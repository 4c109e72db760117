use serde::{Deserialize, Deserializer, Serialize};
use std::collections::BTreeMap;

/// Full snapshot written on every save. Field names follow the browser record
/// stored under `maltaStudyPlanState`.
#[derive(Debug, Clone, PartialEq, Eq, Serialize, Deserialize)]
#[serde(rename_all = "camelCase")]
pub struct PersistedState {
    pub completed_tasks: Vec<usize>,
    #[serde(default = "first_week", deserialize_with = "null_as_default")]
    pub current_week: u32,
    #[serde(default, deserialize_with = "null_as_default")]
    pub bookmarks: Vec<String>,
    #[serde(default, deserialize_with = "null_as_default")]
    pub notes: BTreeMap<String, String>,
}

fn first_week() -> u32 {
    1
}

/// Older snapshots may carry `null` where a field was never set.
fn null_as_default<'de, D, T>(deserializer: D) -> Result<T, D::Error>
where
    D: Deserializer<'de>,
    T: Default + Deserialize<'de>,
{
    Ok(Option::<T>::deserialize(deserializer)?.unwrap_or_default())
}

impl Default for PersistedState {
    fn default() -> Self {
        Self {
            completed_tasks: Vec::new(),
            current_week: first_week(),
            bookmarks: Vec::new(),
            notes: BTreeMap::new(),
        }
    }
}

#[derive(Debug, Clone, PartialEq, Serialize, Deserialize)]
#[serde(rename_all = "camelCase")]
pub struct TaskDetail {
    pub week: u32,
    pub day: u32,
    pub task_index: usize,
    pub task_text: String,
    pub completed: bool,
}

#[derive(Debug, Clone, PartialEq, Serialize, Deserialize)]
#[serde(rename_all = "camelCase")]
pub struct ExportReport {
    pub export_date: String,
    pub total_tasks: usize,
    pub completed_tasks: usize,
    pub overall_progress: u8,
    pub week_progress: BTreeMap<u32, u8>,
    pub task_details: Vec<TaskDetail>,
}

#[derive(Debug, Clone, Serialize, Deserialize)]
pub struct WeekSummary {
    pub week: u32,
    pub title: String,
    pub completed: usize,
    pub total: usize,
    pub percentage: u8,
    pub complete: bool,
}

#[derive(Debug, Clone, Serialize, Deserialize)]
pub struct ProgressResponse {
    pub current_week: u32,
    pub completed: usize,
    pub total: usize,
    pub overall_percentage: u8,
    pub progress_text: String,
    pub weeks: Vec<WeekSummary>,
}

#[derive(Debug, Deserialize)]
pub struct ToggleTaskRequest {
    pub week: u32,
    pub day: u32,
    pub index: usize,
}

#[derive(Debug, Serialize, Deserialize)]
pub struct ToggleTaskResponse {
    pub completed: bool,
    pub milestone: bool,
    pub progress: ProgressResponse,
}

#[derive(Debug, Deserialize)]
pub struct SelectWeekRequest {
    pub week: u32,
}

#[derive(Debug, Deserialize)]
pub struct DayRequest {
    pub week: u32,
    pub day: u32,
}

#[derive(Debug, Serialize, Deserialize)]
pub struct BookmarkResponse {
    pub week: u32,
    pub day: u32,
    pub bookmarked: bool,
}

#[derive(Debug, Serialize, Deserialize)]
pub struct BookmarkEntry {
    pub week: u32,
    pub day: u32,
    pub title: String,
}

#[derive(Debug, Serialize, Deserialize)]
pub struct Note {
    pub week: u32,
    pub day: u32,
    pub text: String,
}

#[derive(Debug, Deserialize)]
pub struct SearchQuery {
    #[serde(default)]
    pub q: String,
}

#[derive(Debug, Clone, PartialEq, Eq, Serialize, Deserialize)]
pub struct SearchHit {
    pub week: u32,
    pub day: u32,
    pub title: String,
}

#[derive(Debug, Deserialize)]
pub struct ResetRequest {
    #[serde(default)]
    pub confirm: bool,
}

#[derive(Debug, Deserialize)]
pub struct ChatRequest {
    pub message: String,
}

#[derive(Debug, Serialize, Deserialize)]
pub struct ChatReply {
    pub reply: String,
}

**WHAT IS BEING ASKED:** The entries above are to be transcribed in full and without error.

**WRITTEN SOLUTION:**
repository 4c109e72db760117
use serde::{Deserialize, Deserializer, Serialize};
use std::collections::BTreeMap;

/// Full snapshot written on every save. Field names follow the browser record
/// stored under `maltaStudyPlanState`.
#[derive(Debug, Clone, PartialEq, Eq, Serialize, Deserialize)]
#[serde(rename_all = "camelCase")]
pub struct PersistedState {
    pub completed_tasks: Vec<usize>,
    #[serde(default = "first_week", deserialize_with = "null_as_default")]
    pub current_week: u32,
    #[serde(default, deserialize_with = "null_as_default")]
    pub bookmarks: Vec<String>,
    #[serde(default, deserialize_with = "null_as_default")]
    pub notes: BTreeMap<String, String>,
}

fn first_week() -> u32 {
    1
}

/// Older snapshots may carry `null` where a field was never set.
fn null_as_default<'de, D, T>(deserializer: D) -> Result<T, D::Error>
where
    D: Deserializer<'de>,
    T: Default + Deserialize<'de>,
{
    Ok(Option::<T>::deserialize(deserializer)?.unwrap_or_default())
}

impl Default for PersistedState {
    fn default() -> Self {
        Self {
            completed_tasks: Vec::new(),
            current_week: first_week(),
            bookmarks: Vec::new(),
            notes: BTreeMap::new(),
        }
    }
}

#[derive(Debug, Clone, PartialEq, Serialize, Deserialize)]
#[serde(rename_all = "camelCase")]
pub struct TaskDetail {
    pub week: u32,
    pub day: u32,
    pub task_index: usize,
    pub task_text: String,
    pub completed: bool,
}

#[derive(Debug, Clone, PartialEq, Serialize, Deserialize)]
#[serde(rename_all = "camelCase")]
pub struct ExportReport {
    pub export_date: String,
    pub total_tasks: usize,
    pub completed_tasks: usize,
    pub overall_progress: u8,
    pub week_progress: BTreeMap<u32, u8>,
    pub task_details: Vec<TaskDetail>,
}

#[derive(Debug, Clone, Serialize, Deserialize)]
pub struct WeekSummary {
    pub week: u32,
    pub title: String,
    pub completed: usize,
    pub total: usize,
    pub percentage: u8,
    pub complete: bool,
}

#[derive(Debug, Clone, Serialize, Deserialize)]
pub struct ProgressResponse {
    pub current_week: u32,
    pub completed: usize,
    pub total: usize,
    pub overall_percentage: u8,
    pub progress_text: String,
    pub weeks: Vec<WeekSummary>,
}

#[derive(Debug, Deserialize)]
pub struct ToggleTaskRequest {
    pub week: u32,
    pub day: u32,
    pub index: usize,
}

#[derive(Debug, Serialize, Deserialize)]
pub struct ToggleTaskResponse {
    pub completed: bool,
    pub milestone: bool,
    pub progress: ProgressResponse,
}

#[derive(Debug, Deserialize)]
pub struct SelectWeekRequest {
    pub week: u32,
}

#[derive(Debug, Deserialize)]
pub struct DayRequest {
    pub week: u32,
    pub day: u32,
}

#[derive(Debug, Serialize, Deserialize)]
pub struct BookmarkResponse {
    pub week: u32,
    pub day: u32,
    pub bookmarked: bool,
}

#[derive(Debug, Serialize, Deserialize)]
pub struct BookmarkEntry {
    pub week: u32,
    pub day: u32,
    pub title: String,
}

#[derive(Debug, Serialize, Deserialize)]
pub struct Note {
    pub week: u32,
    pub day: u32,
    pub text: String,
}

#[derive(Debug, Deserialize)]
pub struct SearchQuery {
    #[serde(default)]
    pub q: String,
}

#[derive(Debug, Clone, PartialEq, Eq, Serialize, Deserialize)]
pub struct SearchHit {
    pub week: u32,
    pub day: u32,
    pub title: String,
}

#[derive(Debug, Deserialize)]
pub struct ResetRequest {
    #[serde(default)]
    pub confirm: bool,
}

#[derive(Debug, Deserialize)]
pub struct ChatRequest {
    pub message: String,
}

#[derive(Debug, Serialize, Deserialize)]
pub struct ChatReply {
    pub reply: String,
}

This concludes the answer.